Following dinner, I thought I had made it around to most of the tables before my DJ was dragging me off to the side saying “The dances really need to start now…” It wasn’t until my husband and I returned to our bridal suite and began opening presents that I realized there were at least two dozen people that I didn’t even see the entire night. There is nothing worse than opening a beautiful wedding gift, knowing that you didn’t even get around to saying “hello” to the person who was thoughtful enough to bring it to you on your special day. Whether it’s your mom, your maid of honor, or even your wedding planner, be sure to make it someone’s job to pull you from table to table, making sure you leave the reception without missing guests.
*Travel sites should guide your honeymoon search, but they shouldn’t be the “be all and end all.”
Looking for a smaller, boutique resort for our St. Lucia Honeymoon, I went to a travel site and read hundreds of reviews. I landed on this gorgeous, secluded 4.5-star-rated resort with an enormous wine cellar situated in the rainforest on a cliff overlooking the ocean. It sounded like paradise, and according to the reviews, it was.
We arrived and found they weren’t over-exaggerating about the beauty of the place, but what none of the reviews mentioned was that you were miles from the nearest town (which was dodgy, to say the least) and the windows had no glass in them. On our first evening there, we received three visitors: first it was a brightly-colored tree frog hopping around on the desk, followed by a large person trying to break into the only window left open by the turn-down service, and finally by a tarantula crawling around in the rafters.

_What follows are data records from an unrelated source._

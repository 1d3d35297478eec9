//! Testup Configuration
//!
//! Loads the run configuration from `testup.toml`.
//!
//! # Configuration Hierarchy
//!
//! Configuration is loaded and merged in the following order (later overrides earlier):
//! 1. Built-in defaults
//! 2. Project config (`testup.toml`, found by walking up from the start directory)
//! 3. Environment variables (`TESTUP_*`)
//! 4. CLI flags (applied by the caller)
//!
//! # Example
//!
//! ```no_run
//! use testup_config::ConfigLoader;
//! use std::path::Path;
//!
//! let loader = ConfigLoader::new();
//! let config = loader.load_from_directory(Path::new(".")).unwrap();
//! println!("reporter: {}", config.settings.reporter);
//! ```

pub mod loader;
pub mod settings;

use std::path::PathBuf;
use thiserror::Error;

/// Configuration errors
#[derive(Error, Debug)]
pub enum ConfigError {
    #[error("Configuration file not found: {0}")]
    NotFound(PathBuf),

    #[error("Failed to read configuration file: {0}")]
    IoError(#[from] std::io::Error),

    #[error("Invalid TOML syntax in {file}: {error}")]
    TomlParseError {
        file: PathBuf,
        error: toml::de::Error,
    },

    #[error("Invalid value for '{field}': {reason}")]
    InvalidValue { field: String, reason: String },

    #[error("Invalid value '{value}' in environment variable {var}")]
    InvalidEnv { var: String, value: String },
}

/// Result type for configuration operations
pub type ConfigResult<T> = Result<T, ConfigError>;

// Re-export main types
pub use loader::{Config, ConfigLoader, CONFIG_FILE_NAME};
pub use settings::{ConsoleConfig, OutputConfig, ReporterKind, TestupConfig};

Needless to say, we woke up on the second day and the first thing on our agenda was figuring out how to get out of there. We managed to get into one of the larger resorts on the island for a couple days at the end of our stay, but it wasn’t soon enough for my dad— who Liam-Neesoned us out of there to a third resort the moment he got wind of what had happened. Our honeymoon was absolutely lovely in the end, and the bright side was, after three resorts, we got to see most of the island. But if you are going somewhere unfamiliar for your honeymoon, I highly recommend talking to friends who have been there or consulting a professional such as a concierge or travel agent before booking your trip.
*Everything is going to be awesome in the end.
Everyone says that something will go wrong on your wedding day, and I found that they were quite correct. Yet the moment I began that long walk down the aisle, all of my nervousness melted away and everything was perfect. In fact, I suddenly found I couldn’t feel anything at all except extreme happiness to be marrying my best friend— if a dementor had appeared on the steps of the church, I could have performed a perfect patronus (for those of you that don’t speak “Harry Potter,” I’m saying the day was positively joyful). So try not to worry, and try not to stress. You are going to have the time of your life.